##### Supplied records #####
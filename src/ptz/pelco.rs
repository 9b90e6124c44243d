use super::codec::{EncodedCommand, PtzProtocolCodec};
use super::command::{Direction, LogicalCommand, PresetAction, DEFAULT_SPEED};
use super::frame::WireFrame;
use crate::config::Protocol;

/// Pelco command opcodes for preset handling
pub const OP_PRESET_SAVE: u8 = 0x03;
pub const OP_PRESET_CLEAR: u8 = 0x05;
pub const OP_PRESET_GO: u8 = 0x07;

#[derive(Debug, Clone, Copy, Default)]
pub struct PelcoCodec;

impl PelcoCodec {
    fn direction_bit(direction: Direction) -> u8 {
        match direction {
            Direction::Right => 1 << 1,
            Direction::Left => 1 << 2,
            Direction::Up => 1 << 3,
            Direction::Down => 1 << 4,
            Direction::ZoomIn => 1 << 5,
            Direction::ZoomOut => 1 << 6,
        }
    }

    fn preset_opcode(action: PresetAction) -> u8 {
        match action {
            PresetAction::Save => OP_PRESET_SAVE,
            PresetAction::Go => OP_PRESET_GO,
            PresetAction::Clear => OP_PRESET_CLEAR,
        }
    }
}

impl PtzProtocolCodec for PelcoCodec {
    fn protocol(&self) -> Protocol {
        Protocol::Pelco
    }

    fn encode(&self, address: u8, command: &LogicalCommand) -> EncodedCommand {
        match command {
            LogicalCommand::Stop => EncodedCommand {
                frame: WireFrame::new(address, 0, DEFAULT_SPEED, DEFAULT_SPEED),
                auto_stop: None,
            },
            LogicalCommand::Move { directions, speeds } => {
                let bits = directions
                    .iter()
                    .fold(0u8, |acc, d| acc | Self::direction_bit(d));
                EncodedCommand {
                    frame: WireFrame::new(address, bits, speeds.pan, speeds.tilt),
                    auto_stop: Some(WireFrame::stop()),
                }
            }
            // Presets reuse the data bytes: pan is zero, tilt carries the index
            LogicalCommand::Preset { action, id } => EncodedCommand {
                frame: WireFrame::new(address, Self::preset_opcode(*action), 0, *id),
                auto_stop: None,
            },
        }
    }
}
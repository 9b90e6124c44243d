use std::fmt;

pub const FRAME_LEN: usize = 7;
pub const SYNC_BYTE: u8 = 0xFF;
pub const PROTOCOL_MARKER: u8 = 0x01;

/// A checksummed 7-byte control frame:
/// `[sync, marker, address, command, data1, data2, checksum]`
#[derive(Debug, Clone, Copy, PartialEq, Eq, Hash)]
pub struct WireFrame([u8; FRAME_LEN]);

impl WireFrame {
    pub fn new(address: u8, command: u8, data1: u8, data2: u8) -> Self {
        let mut bytes = [SYNC_BYTE, PROTOCOL_MARKER, address, command, data1, data2, 0];
        bytes[6] = checksum(&bytes[1..6]);
        Self(bytes)
    }

    /// All-zero stop frame sent after a timed move
    pub fn stop() -> Self {
        Self::new(0, 0, 0, 0)
    }

    pub fn as_bytes(&self) -> &[u8; FRAME_LEN] {
        &self.0
    }

    pub fn address(&self) -> u8 {
        self.0[2]
    }

    pub fn command(&self) -> u8 {
        self.0[3]
    }

    pub fn data(&self) -> (u8, u8) {
        (self.0[4], self.0[5])
    }

    pub fn checksum(&self) -> u8 {
        self.0[6]
    }

    pub fn is_checksum_valid(&self) -> bool {
        checksum(&self.0[1..6]) == self.0[6]
    }
}

impl fmt::Display for WireFrame {
    fn fmt(&self, f: &mut fmt::Formatter<'_>) -> fmt::Result {
        for (i, byte) in self.0.iter().enumerate() {
            if i > 0 {
                write!(f, " ")?;
            }
            write!(f, "{:02X}", byte)?;
        }
        Ok(())
    }
}

/// Modulo-256 sum of the bytes
pub fn checksum(bytes: &[u8]) -> u8 {
    bytes.iter().fold(0u8, |sum, b| sum.wrapping_add(*b))
}

#[cfg(test)]
mod tests {
    use super::*;

    #[test]
    fn test_checksum_wraps() {
        assert_eq!(checksum(&[0xFF, 0x02]), 0x01);
        assert_eq!(checksum(&[]), 0);
    }

    #[test]
    fn test_stop_frame_layout() {
        assert_eq!(WireFrame::stop().as_bytes(), &[0xFF, 0x01, 0x00, 0x00, 0x00, 0x00, 0x01]);
    }

    #[test]
    fn test_checksum_covers_bytes_one_to_five() {
        for address in [0u8, 1, 0x7F, 0xFF] {
            for command in [0u8, 0x02, 0x07, 0x7E] {
                for data in [0u8, 0x20, 0xFF] {
                    let frame = WireFrame::new(address, command, data, data.wrapping_add(3));
                    assert!(frame.is_checksum_valid());
                    let expected = [PROTOCOL_MARKER, address, command, data, data.wrapping_add(3)]
                        .iter()
                        .map(|b| u32::from(*b))
                        .sum::<u32>()
                        % 256;
                    assert_eq!(u32::from(frame.checksum()), expected);
                }
            }
        }
    }

    #[test]
    fn test_display_is_hex() {
        assert_eq!(WireFrame::new(5, 2, 0x64, 0x20).to_string(), "FF 01 05 02 64 20 8C");
    }
}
#####
Directions for this task: A single number is required: the count of lines in the data that include the string "PtzProtocolCodec".

Answer area: 2